I’m receiving a wonderful honor today. I’m the first author to be featured as the Always Buying Books Author of the Week. I was thrilled to be asked and will be recording my author video at the bookstore today.

Always Buying Books is a local bookstore that supports local authors with a zest that touches my heart and those of many of my author friends. Bob and Alyse go above and beyond to support our local talent, and this author is most grateful. They keep a few of the books in which my work appears, and those of other local authors, in stock.

I decided the best way to celebrate being ABB’s Author of the Week would be to thank them, which I will do, and share one of my stories.

“My Ugly Chair” is a creative nonfiction piece that I wrote in high school during Advanced Creative Writing. I’ve done some light editing, but this story is still much the same as when I wrote it in 1989.

The interesting thing about this story is that my mom never knew a thing about this incident until she read about it many years after the fact. Back then, the teachers handled things at school and expected the parents to handle things at home.

An earlier version of this story was published by Z Publishing in Missouri’s Emerging Writers in 2018. I hope you enjoy my little memoir, “My Ugly Chair,” in which I have changed the names to protect the innocent.

My Ugly Chair

I’ve always liked pretty things.

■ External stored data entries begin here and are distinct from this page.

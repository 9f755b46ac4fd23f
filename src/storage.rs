//! Storage abstraction consumed by the registry.
//!
//! The database schema and query layer live elsewhere in the orchestrator;
//! the registry only needs the handful of operations below. The trait-based
//! design enables in-memory implementations for testing.
//!
//! The registry treats every call as independent: it does not retry storage
//! operations itself, and a failure during crash recovery aborts that
//! recovery invocation rather than being masked.

use std::future::Future;

use thiserror::Error;

use crate::types::{Batch, BatchId, BatchState, ProjectId, ProjectRecord};

/// Errors surfaced by a storage backend.
#[derive(Debug, Clone, Error)]
pub enum StorageError {
    /// The referenced project does not exist.
    #[error("project {0} not found")]
    ProjectNotFound(ProjectId),

    /// Backend-specific failure (connection, constraint, ...).
    #[error("storage backend error: {0}")]
    Backend(String),
}

/// Persistence operations the registry depends on.
///
/// Implementations provide their own consistency guarantees per call; the
/// registry never holds its directory lock across a storage call.
pub trait Storage: Send + Sync {
    /// All projects currently managed by the orchestrator.
    fn active_projects(&self) -> impl Future<Output = Result<Vec<ProjectId>, StorageError>> + Send;

    /// Looks up a single project.
    fn project(
        &self,
        project: ProjectId,
    ) -> impl Future<Output = Result<ProjectRecord, StorageError>> + Send;

    /// All of a project's batches in the given state, in queue order.
    fn batches_for_project(
        &self,
        project: ProjectId,
        state: BatchState,
    ) -> impl Future<Output = Result<Vec<Batch>, StorageError>> + Send;

    /// Deletes a batch outright. Used for batches that never started CI.
    fn delete_batch(&self, batch: BatchId)
    -> impl Future<Output = Result<(), StorageError>> + Send;

    /// Transitions a batch to a new state.
    fn set_batch_state(
        &self,
        batch: BatchId,
        state: BatchState,
    ) -> impl Future<Output = Result<(), StorageError>> + Send;

    /// Persists an incident record for an abnormal worker termination.
    fn insert_crash(
        &self,
        project: ProjectId,
        component: &str,
        report: &str,
    ) -> impl Future<Output = Result<(), StorageError>> + Send;
}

I grew up watching my mom cover ugly upholstered furniture with colorful slipcovers and paint wooden furniture that had lost its luster. She always told me that she was making it pretty.

When I was in kindergarten, I had the ugliest chair in existence. It was almost the color of a pig, but not quite. In all of my five years on Earth, I had never seen such an ugly color. I remember telling Lisa, the girl with whom I shared the heavy ancient two person wooden desk, “Some red or purple would be prettier.”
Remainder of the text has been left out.